A noise-oriented and redundancy-aware instance selection framework

Fine-tuning transformer-based deep learning models is currently at the forefront of natural language processing (NLP) and information retrieval (IR) tasks. However, fine-tuning these transformers for specific tasks, especially when dealing with ever-expanding volumes of data, constant retraining requirements, and budget constraints, can be computationally and financially costly, requiring substantial energy consumption and contributing to carbon dioxide emissions. This article focuses on advancing the state-of-the-art (SOTA) on instance selection (IS) – a range of document filtering techniques designed to select the most representative documents for the sake of training. The objective is to either maintain or enhance classification effectiveness while reducing the overall training (fine-tuning) total processing time. In our prior research, we introduced the E2SC framework, a redundancy-oriented IS method focused on transformers and large datasets – currently the state-of-the-art in IS. Nonetheless, important research questions remained unanswered in our previous work, mostly due to E2SC’s sole emphasis on redundancy. In this article, we take our research a step further by proposing biO-IS – an extended bi-objective instance selection solution, a novel IS framework aimed at simultaneously removing redundant and noisy instances from the training. biO-IS estimates redundancy based on scalable, fast, and calibrated weak classifiers and captures noise with the support of a new entropy-based step.

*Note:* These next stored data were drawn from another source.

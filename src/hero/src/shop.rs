//! Stat power-ups sold by the town shop.

use error::Rejection;
use strum::{Display, EnumIter};

use crate::Actor;

/// 商店可购买的强化项目
#[derive(Copy, Clone, Debug, PartialEq, Eq, Display, EnumIter)]
pub enum Upgrade {
    #[strum(to_string = "HP")]
    MaxHp,
    #[strum(to_string = "MP")]
    MaxMp,
    #[strum(to_string = "ATK")]
    Attack,
    #[strum(to_string = "SPD")]
    Speed,
}

impl Upgrade {
    /// Shop order, matching the selector columns.
    pub const ALL: [Upgrade; 4] = [Upgrade::MaxHp, Upgrade::MaxMp, Upgrade::Attack, Upgrade::Speed];

    pub fn from_index(index: usize) -> Option<Self> {
        Self::ALL.get(index).copied()
    }

    pub fn current(self, actor: &Actor) -> u32 {
        match self {
            Upgrade::MaxHp => actor.max_hp,
            Upgrade::MaxMp => actor.max_mp,
            Upgrade::Attack => actor.attack,
            Upgrade::Speed => actor.speed,
        }
    }

    fn step(self) -> u32 {
        match self {
            Upgrade::MaxHp => 5,
            _ => 2,
        }
    }

    fn limit(self) -> u32 {
        match self {
            Upgrade::MaxHp => 255,
            _ => 98,
        }
    }

    fn price_factor(self) -> u32 {
        match self {
            Upgrade::MaxHp => 2,
            _ => 5,
        }
    }

    /// The value after one purchase, or `None` once the stat is capped.
    pub fn next(self, actor: &Actor) -> Option<u32> {
        let current = self.current(actor);
        (current < self.limit()).then(|| current + self.step())
    }

    /// Price of the next purchase, or `None` once the stat is capped.
    pub fn cost(self, actor: &Actor) -> Option<u32> {
        self.next(actor).map(|_| self.current(actor) * self.price_factor())
    }

    /// Buys one step of this upgrade. Gold and stat change together or not
    /// at all. Returns the price paid.
    pub fn purchase(self, actor: &mut Actor, gold: &mut u32) -> Result<u32, Rejection> {
        let cost = self.cost(actor).ok_or(Rejection::MaxedOut)?;
        if *gold < cost {
            return Err(Rejection::NotEnoughGold);
        }
        *gold -= cost;
        match self {
            Upgrade::MaxHp => {
                actor.max_hp += self.step();
                actor.hp = actor.max_hp;
            }
            Upgrade::MaxMp => {
                actor.max_mp += self.step();
                actor.mp = actor.max_mp;
            }
            Upgrade::Attack => actor.attack += self.step(),
            Upgrade::Speed => actor.speed += self.step(),
        }
        Ok(cost)
    }
}
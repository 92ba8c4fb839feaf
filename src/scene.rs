//! 场景状态机
//!
//! [`Game`] owns the session and decides which mode handles each tick's
//! input: title, field, menu, battle or game over. Field and battle rules
//! live in their own modules; this one wires their outcomes to dialogs,
//! sound and scene changes.

use combat::spell::{self, FieldEffect};
use combat::{Battle, BattlePhase, Boss, EnemyKind, Reward};
use dungeon::{Registry, TerrainMap};
use error::Rejection;
use hero::{Dice, GameRng, Upgrade};
use save::SaveSystem;
use tracing::{debug, info};

use crate::config::GameConfig;
use crate::field::{FieldController, MoveOutcome, StepOutcome, TriggerEffect};
use crate::input::{Buttons, DirectionLatch};
use crate::modal::{CancelAction, Choice, Modal, ModalKind};
use crate::render::{Audio, Music, Sfx, SFX_CHANNEL};
use crate::session::Session;

/// 游戏场景
#[derive(Copy, Clone, Debug, PartialEq, Eq)]
pub enum SceneId {
    Title,
    Field,
    Menu,
    Battle,
    GameOver,
}

/// Name of a floor as shown to the player.
pub fn floor_label(floor: i32) -> String {
    format!("B{}F", floor + 1)
}

fn challenge(boss: Boss) -> &'static str {
    match boss {
        Boss::Sorcerer => "Are you ready?",
        Boss::FallenAngel => "You dare fight me?",
        Boss::Goddess => "You want the treasure?",
    }
}

/// 游戏主体
pub struct Game<D: Dice = GameRng> {
    config: GameConfig,
    registry: Registry,
    terrain: Box<dyn TerrainMap>,
    audio: Box<dyn Audio>,
    saves: SaveSystem,
    dice: D,
    session: Session,
    scene: SceneId,
    field: FieldController,
    battle: Option<Battle>,
    modal: Option<Modal>,
    latch: DirectionLatch,
    music: Option<u8>,
    quit: bool,
}
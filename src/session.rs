//! The session aggregate: everything that survives a save.

use combat::spell::{self, SpellId};
use dungeon::{FlagSet, GridPosition};
use hero::{new_player, Actor, GOLD_CAP};
use save::SaveData;

/// 会话状态（存档的全部内容）
#[derive(Clone, Debug, PartialEq, Eq)]
pub struct Session {
    pub player: Actor,
    pub pos: GridPosition,
    pub gold: u32,
    pub keys: u32,
    pub flags: FlagSet,
    /// Steps taken since the last random encounter.
    pub encounters: u32,
    /// Ticks played outside the title screen.
    pub frames: u64,
}

impl Session {
    /// A fresh game standing on `start`.
    pub fn new_game(start: GridPosition) -> Self {
        Self {
            player: new_player(),
            pos: start,
            gold: 0,
            keys: 0,
            flags: FlagSet::new(),
            encounters: 0,
            frames: 0,
        }
    }

    /// Adds gold up to the cap. Returns the amount actually added.
    pub fn add_gold(&mut self, amount: u32) -> u32 {
        let before = self.gold;
        self.gold = self.gold.saturating_add(amount).min(GOLD_CAP);
        self.gold - before
    }

    pub fn go_start_location(&mut self, start: GridPosition) {
        self.pos = start;
    }

    /// Halves gold (rounding down), wakes the player at `start` with 1 HP.
    pub fn apply_defeat_penalty(&mut self, start: GridPosition) {
        self.gold /= 2;
        self.player.hp = 1;
        self.go_start_location(start);
    }

    pub fn available_spells(&self, in_battle: bool) -> Vec<SpellId> {
        spell::available(&self.flags, in_battle)
    }

    /// Play time as (minutes, seconds).
    pub fn elapsed(&self, fps: u32) -> (u64, u64) {
        let seconds = self.frames / u64::from(fps.max(1));
        (seconds / 60, seconds % 60)
    }

    pub fn to_save(&self) -> SaveData {
        let p = &self.player;
        SaveData {
            x: self.pos.x,
            y: self.pos.y,
            z: self.pos.floor,
            gold: self.gold,
            keys: self.keys,
            flags: self.flags.clone(),
            enc: self.encounters,
            frames: self.frames,
            name: p.name.clone(),
            hp: p.hp,
            mhp: p.max_hp,
            mp: p.mp,
            mmp: p.max_mp,
            atk: p.attack,
            spd: p.speed,
        }
    }

    pub fn from_save(data: SaveData) -> Self {
        let mut player = Actor::player(data.name, data.mhp, data.mmp, data.atk, data.spd);
        player.hp = data.hp;
        player.mp = data.mp;
        Self {
            player,
            pos: GridPosition::new(data.x, data.y, data.z),
            gold: data.gold,
            keys: data.keys,
            flags: data.flags,
            encounters: data.enc,
            frames: data.frames,
        }
    }
}

#[cfg(test)]
mod tests {
    use super::*;

    const START: GridPosition = GridPosition::new(8, 21, 0);

    #[test]
    fn gold_is_capped() {
        let mut session = Session::new_game(START);
        assert_eq!(session.add_gold(9000), 9000);
        assert_eq!(session.add_gold(u32::MAX), 999);
        assert_eq!(session.gold, GOLD_CAP);
    }

    #[test]
    fn defeat_penalty() {
        let mut session = Session::new_game(START);
        session.gold = 101;
        session.player.hp = 0;
        session.pos = GridPosition::new(3, 3, 2);
        session.apply_defeat_penalty(START);
        assert_eq!(session.gold, 50);
        assert_eq!(session.player.hp, 1);
        assert_eq!(session.pos, START);
    }

    #[test]
    fn elapsed_splits_minutes() {
        let mut session = Session::new_game(START);
        session.frames = 30 * 125;
        assert_eq!(session.elapsed(30), (2, 5));
    }

    #[test]
    fn save_round_trip_keeps_everything() {
        let mut session = Session::new_game(START);
        session.player.hp = 7;
        session.player.mp = 1;
        session.player.attack = 20;
        session.gold = 4321;
        session.keys = 3;
        session.flags.insert("1-7");
        session.flags.insert("sp1");
        session.encounters = 11;
        session.frames = 99;
        session.pos = GridPosition::new(24, 10, 1);
        assert_eq!(Session::from_save(session.to_save()), session);
    }
}
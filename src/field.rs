//! Field exploration: stepping between cells, obstacle triggers, stairs
//! and the random encounter roll.

use combat::{Boss, EnemyKind, SpellId};
use dungeon::flags::{HEAL_UNLOCKED, BURST_UNLOCKED, RETURN_UNLOCKED, TREASURE_WON, GAME_CLEARED};
use dungeon::{Direction, FlagSet, GridPosition, ObstacleKind, Registry, TerrainKind, TerrainMap};
use hero::Dice;
use tracing::debug;

use crate::config::GameConfig;
use crate::session::Session;

/// Sub-steps in one cell.
pub const STEP_LENGTH: i32 = 16;

const CONGRATULATION: [&str; 2] = ["You did it, hero!", "The town is grateful"];

/// What bumping into a non-walkable cell did.
#[derive(Clone, Debug, PartialEq, Eq)]
pub enum TriggerEffect {
    Fountain,
    DoorOpened,
    DoorLocked,
    ChestGold(u32),
    ChestKey,
    Dialog(Vec<String>),
    Shop,
    SpellGranted(SpellId),
    BossChallenge(Boss),
    /// An NPC with nothing to say.
    Nothing,
}

#[derive(Clone, Debug, PartialEq, Eq)]
pub enum MoveOutcome {
    /// A step is already underway.
    Busy,
    /// Wall; nothing happens.
    Blocked,
    /// The player started walking.
    Started,
    Trigger(TriggerEffect),
}

#[derive(Clone, Debug, PartialEq, Eq)]
pub enum StepOutcome {
    Arrived,
    FloorChanged(i32),
    /// Back in town with the treasure: play time at the moment of clearing.
    Ending { minutes: u64, seconds: u64 },
    Encounter(EnemyKind),
}

/// 进行中的移动
#[derive(Copy, Clone, Debug, PartialEq, Eq)]
pub struct Step {
    pub dir: Direction,
    pub target: GridPosition,
    /// Sub-steps covered, out of [`STEP_LENGTH`].
    pub progress: i32,
}

/// 场景移动控制器
#[derive(Clone, Debug, Default)]
pub struct FieldController {
    step: Option<Step>,
}

impl FieldController {
    pub fn new() -> Self {
        Self::default()
    }

    pub fn is_moving(&self) -> bool {
        self.step.is_some()
    }

    pub fn step(&self) -> Option<&Step> {
        self.step.as_ref()
    }

    /// Drops any step in progress.
    pub fn reset(&mut self) {
        self.step = None;
    }

    /// Classifies the neighbouring cell and either starts walking onto it or
    /// resolves its trigger on the spot.
    pub fn attempt_move(
        &mut self,
        dir: Direction,
        step_speed: i32,
        session: &mut Session,
        registry: &Registry,
        terrain: &dyn TerrainMap,
    ) -> MoveOutcome {
        if self.step.is_some() {
            return MoveOutcome::Busy;
        }
        let target = session.pos.step(dir);
        let kind = terrain.query_cell(target);
        if kind == TerrainKind::Fountain {
            session.player.restore_full();
            return MoveOutcome::Trigger(TriggerEffect::Fountain);
        }
        if !kind.is_walkable() {
            return MoveOutcome::Blocked;
        }

        let Some(obstacle) = registry.obstacle_at(target, &session.flags) else {
            self.step = Some(Step {
                dir,
                target,
                progress: step_speed,
            });
            return MoveOutcome::Started;
        };
        let id = obstacle.id;
        let effect = match obstacle.kind {
            ObstacleKind::Door => open_door(id, session),
            ObstacleKind::Chest => {
                session.flags.insert(id);
                if obstacle.holds_key() {
                    session.keys = session.keys.saturating_add(1);
                    TriggerEffect::ChestKey
                } else {
                    session.add_gold(obstacle.value);
                    TriggerEffect::ChestGold(obstacle.value)
                }
            }
            ObstacleKind::Npc => npc_script(id, &mut session.flags, registry),
        };
        debug!(id, ?effect, "obstacle triggered");
        MoveOutcome::Trigger(effect)
    }

    /// Advances the step in progress. Returns true once it reaches the
    /// target cell.
    pub fn advance(&mut self, step_speed: i32) -> bool {
        match &mut self.step {
            Some(step) if step.progress >= STEP_LENGTH => true,
            Some(step) => {
                step.progress += step_speed;
                step.progress >= STEP_LENGTH
            }
            None => false,
        }
    }

    /// Commits a finished step: moves the player, handles stairs, walking
    /// regen and the encounter roll.
    pub fn complete_move(
        &mut self,
        session: &mut Session,
        terrain: &dyn TerrainMap,
        dice: &mut dyn Dice,
        config: &GameConfig,
    ) -> StepOutcome {
        let Some(step) = self.step.take() else {
            return StepOutcome::Arrived;
        };
        session.pos = step.target;

        if let TerrainKind::Stairs(stairs) = terrain.query_cell(step.target) {
            session.pos.floor += stairs.floor_delta();
            let floor = session.pos.floor;
            if floor == 0 && session.flags.contains(TREASURE_WON) && !session.flags.contains(GAME_CLEARED) {
                session.flags.insert(GAME_CLEARED);
                let (minutes, seconds) = session.elapsed(config.fps);
                return StepOutcome::Ending { minutes, seconds };
            }
            return StepOutcome::FloorChanged(floor);
        }

        if session.pos.is_even_cell() {
            session.player.heal(1);
        }

        let encounter = &config.encounter;
        if (encounter.quiet_in_town && session.pos.floor == 0)
            || (encounter.quiet_before_ending && session.flags.in_pre_ending())
        {
            return StepOutcome::Arrived;
        }

        session.encounters = session.encounters.saturating_add(1);
        if session.encounters > encounter.threshold && dice.rndi(0, encounter.odds - 1) == 0 {
            session.encounters = 0;
            let shallower = dice.rndi(0, 99) < encounter.shallower_percent;
            let index = session.pos.floor - i32::from(shallower);
            return StepOutcome::Encounter(EnemyKind::wandering(index.max(0) as usize));
        }
        StepOutcome::Arrived
    }
}

fn open_door(id: &'static str, session: &mut Session) -> TriggerEffect {
    if session.keys == 0 {
        return TriggerEffect::DoorLocked;
    }
    session.keys -= 1;
    session.flags.insert(id);
    TriggerEffect::DoorOpened
}

/// Scripted NPCs. Grants and boss fights are gated on their reward flag, so
/// once resolved they fall back to plain talk.
fn npc_script(id: &str, flags: &mut FlagSet, registry: &Registry) -> TriggerEffect {
    match id {
        "0-1" if flags.contains(TREASURE_WON) => {
            TriggerEffect::Dialog(CONGRATULATION.iter().map(|l| l.to_string()).collect())
        }
        "0-3" => TriggerEffect::Shop,
        "1-2" if !flags.contains(RETURN_UNLOCKED) => {
            flags.insert(RETURN_UNLOCKED);
            TriggerEffect::SpellGranted(SpellId::Return)
        }
        "2-5" if !flags.contains(HEAL_UNLOCKED) => TriggerEffect::BossChallenge(Boss::Sorcerer),
        "3-1" if !flags.contains(BURST_UNLOCKED) => TriggerEffect::BossChallenge(Boss::FallenAngel),
        "4-3" => TriggerEffect::BossChallenge(Boss::Goddess),
        _ => registry
            .talk(id)
            .map_or(TriggerEffect::Nothing, |lines| TriggerEffect::Dialog(lines.to_vec())),
    }
}
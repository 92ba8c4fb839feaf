// src/hero/src/lib.rs
//! Actor model shared by the player and monsters, the town shop, and the
//! dice every random rule rolls against.

mod actor;
pub mod rng;
pub mod shop;

pub use self::{
    actor::{Actor, Role},
    rng::{Dice, GameRng, ScriptedDice},
    shop::Upgrade,
};

/// Most gold a session can hold.
pub const GOLD_CAP: u32 = 9999;

/// Name given to a new player.
pub const PLAYER_NAME: &str = "Hero";

/// The player as created by "new game".
pub fn new_player() -> Actor {
    Actor::player(PLAYER_NAME, 30, 6, 12, 12)
}

#[cfg(test)]
mod tests {
    use super::*;

    #[test]
    fn new_player_starts_full() {
        let p = new_player();
        assert!(p.is_player());
        assert_eq!((p.hp, p.max_hp, p.mp, p.max_mp), (30, 30, 6, 6));
        assert_eq!((p.attack, p.speed), (12, 12));
    }
}
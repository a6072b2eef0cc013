//! Metadata sources for schema inventories
//!
//! This crate provides sources that list every `(schema, table, column)`
//! triple on a database host, plus a concurrent survey over many hosts.
//!
//! ## Features
//!
//! Enable database support via Cargo features:
//! - `postgres` - PostgreSQL/Redshift support
//!
//! ## Example
//!
//! ```rust,ignore
//! use schemadrift_catalog::{survey, PostgresSource, SurveyOptions};
//!
//! let outcome = survey(Arc::new(PostgresSource::new()), &hosts_file.hosts, &SurveyOptions::default()).await;
//! for failure in &outcome.failures {
//!     eprintln!("{}: {}", failure.host, failure.error);
//! }
//! ```

pub mod source;
pub mod postgres;
pub mod mock;
pub mod survey;

pub use source::{MetadataSource, FetchError};
pub use postgres::PostgresSource;
pub use mock::{MockSource, MockSourceBuilder};
pub use survey::{survey, HostFailure, HostRows, SurveyOptions, SurveyOutcome};
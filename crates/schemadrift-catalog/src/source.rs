//! Metadata source trait for fetching schema inventories

use schemadrift_core::{HostConfig, MetadataRow};
use std::time::Duration;

/// Errors that can occur when fetching metadata from a host
#[derive(Debug, Clone, PartialEq, Eq, thiserror::Error)]
pub enum FetchError {
    #[error("Authentication failed: {0}")]
    AuthenticationError(String),

    #[error("Permission denied: {0}")]
    PermissionDenied(String),

    #[error("Query failed: {0}")]
    QueryError(String),

    #[error("Invalid response: {0}")]
    InvalidResponse(String),

    #[error("Network error: {0}")]
    NetworkError(String),

    #[error("Timed out after {0:?}")]
    Timeout(Duration),

    #[error("Configuration error: {0}")]
    ConfigError(String),
}

/// Trait for sources that can list every column of a host's database
///
/// Implementations open whatever connection they need inside each call and
/// release it before returning, on success and on error.
#[async_trait::async_trait]
pub trait MetadataSource: Send + Sync {
    /// Get the source name (e.g., "PostgreSQL")
    fn name(&self) -> &'static str;

    /// Fetch every `(schema, table, column)` triple visible on the host
    ///
    /// Order is unspecified and duplicates are allowed; the caller
    /// normalizes into a set.
    async fn fetch_rows(&self, host: &HostConfig) -> Result<Vec<MetadataRow>, FetchError>;

    /// Test the connection to the host
    ///
    /// This is useful for validating credentials before a full survey.
    async fn test_connection(&self, host: &HostConfig) -> Result<(), FetchError>;
}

We also propose a novel iterative process to estimate near-optimum reduction rates for both steps. Our extended solution is able to reduce the training sets by 41% on average (up to 60%) while maintaining the effectiveness in all tested datasets, with speedup gains of 1.67 on average (up to 2.46x). No other baseline, not even our previous SOTA solution, was capable of achieving results with this level of quality, considering the tradeoff among training reduction, effectiveness, and speedup. To ensure reproducibility, our documentation, code, and datasets can be accessed on GitHub – https://github.com/waashk/bio-is.